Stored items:
%%

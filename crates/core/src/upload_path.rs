//! Filename safety and root-file selection for multi-file Caddyfile uploads.
//!
//! Every uploaded filename is cleaned and checked before anything touches
//! the disk. A single bad entry rejects the whole upload.

use std::path::{Path, PathBuf};

use crate::error::CoreError;

/// Canonical name of a root Caddyfile.
pub const ROOT_CADDYFILE_NAME: &str = "Caddyfile";

/// Maximum accepted filename length.
pub const MAX_UPLOAD_FILENAME_LENGTH: usize = 255;

/// One file of a multi-file upload as supplied by the client.
#[derive(Debug, Clone, PartialEq, Eq, serde::Serialize, serde::Deserialize)]
pub struct UploadFile {
    pub filename: String,
    pub content: String,
}

/// A validated upload ready to be written below a session directory.
#[derive(Debug, Clone, PartialEq, Eq)]
pub struct UploadPlan<'a> {
    /// Cleaned relative path of the root file.
    pub root: PathBuf,
    /// Cleaned relative path and content of every file, in request order.
    pub files: Vec<(PathBuf, &'a str)>,
}

/// Clean a client-supplied filename into a relative path that stays
/// inside whatever directory it is later joined to.
///
/// `.` segments, empty segments and backslash separators are normalized
/// away. Absolute paths, drive prefixes, null bytes and any `..` segment
/// are rejected.
pub fn clean_relative_path(filename: &str) -> Result<PathBuf, CoreError> {
    let trimmed = filename.trim();
    if trimmed.is_empty() {
        return Err(CoreError::Validation("Filename cannot be empty".into()));
    }
    if trimmed.len() > MAX_UPLOAD_FILENAME_LENGTH {
        return Err(CoreError::Validation(format!(
            "Filename exceeds maximum length of {MAX_UPLOAD_FILENAME_LENGTH} characters"
        )));
    }
    if trimmed.contains('\0') {
        return Err(CoreError::Validation(format!(
            "Invalid filename '{}': contains null bytes",
            trimmed.escape_default()
        )));
    }
    if trimmed.starts_with('/') || trimmed.starts_with('\\') || has_drive_prefix(trimmed) {
        return Err(CoreError::Validation(format!(
            "Invalid filename '{trimmed}': absolute paths are not allowed"
        )));
    }

    let mut cleaned = PathBuf::new();
    for segment in trimmed.split(['/', '\\']) {
        match segment {
            "" | "." => {}
            ".." => {
                return Err(CoreError::Validation(format!(
                    "Invalid filename '{trimmed}': path traversal is not allowed"
                )));
            }
            part => cleaned.push(part),
        }
    }

    if cleaned.as_os_str().is_empty() {
        return Err(CoreError::Validation(format!(
            "Invalid filename '{trimmed}'"
        )));
    }
    Ok(cleaned)
}

/// Whether a cleaned path sits directly in the session directory.
pub fn is_top_level(path: &Path) -> bool {
    path.components().count() == 1
}

/// Pick the root file: the one named exactly `Caddyfile`, otherwise the
/// first top-level file.
pub fn select_root_file<'p>(paths: impl IntoIterator<Item = &'p Path>) -> Option<&'p Path> {
    let mut first_top_level = None;
    for path in paths {
        if path == Path::new(ROOT_CADDYFILE_NAME) {
            return Some(path);
        }
        if first_top_level.is_none() && is_top_level(path) {
            first_top_level = Some(path);
        }
    }
    first_top_level
}

/// Validate a multi-file upload.
///
/// Checks run in this order and the first failure wins: a root file is
/// present, every filename is safe, every file has non-blank content.
pub fn plan_upload(files: &[UploadFile]) -> Result<UploadPlan<'_>, CoreError> {
    if files.is_empty() {
        return Err(CoreError::Validation("At least one file is required".into()));
    }

    let cleaned: Vec<Result<PathBuf, CoreError>> = files
        .iter()
        .map(|f| clean_relative_path(&f.filename))
        .collect();

    let root = select_root_file(cleaned.iter().filter_map(|r| r.as_ref().ok()).map(PathBuf::as_path))
        .map(Path::to_path_buf)
        .ok_or_else(|| {
            CoreError::Validation(format!(
                "A root file is required: name it '{ROOT_CADDYFILE_NAME}' or place it at the top level"
            ))
        })?;

    let mut planned = Vec::with_capacity(files.len());
    for (file, path) in files.iter().zip(cleaned) {
        planned.push((path?, file.content.as_str()));
    }

    if let Some((path, _)) = planned.iter().find(|(_, content)| content.trim().is_empty()) {
        return Err(CoreError::Validation(format!(
            "File '{}' is empty",
            path.display()
        )));
    }

    Ok(UploadPlan {
        root,
        files: planned,
    })
}

fn has_drive_prefix(name: &str) -> bool {
    let bytes = name.as_bytes();
    bytes.len() >= 2 && bytes[0].is_ascii_alphabetic() && bytes[1] == b':'
}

%%

=== Activity ===
Repeat every line exactly, starting with the first line of the entries, and stop once the line containing "pub const MAX_UPLOAD_FILENAME_LENGTH: usize" has been given.

=== Your solution ===
filename crates/core/src/upload_path.rs
//! Filename safety and root-file selection for multi-file Caddyfile uploads.
//!
//! Every uploaded filename is cleaned and checked before anything touches
//! the disk. A single bad entry rejects the whole upload.

use std::path::{Path, PathBuf};

use crate::error::CoreError;

/// Canonical name of a root Caddyfile.
pub const ROOT_CADDYFILE_NAME: &str = "Caddyfile";

/// Maximum accepted filename length.
pub const MAX_UPLOAD_FILENAME_LENGTH: usize = 255;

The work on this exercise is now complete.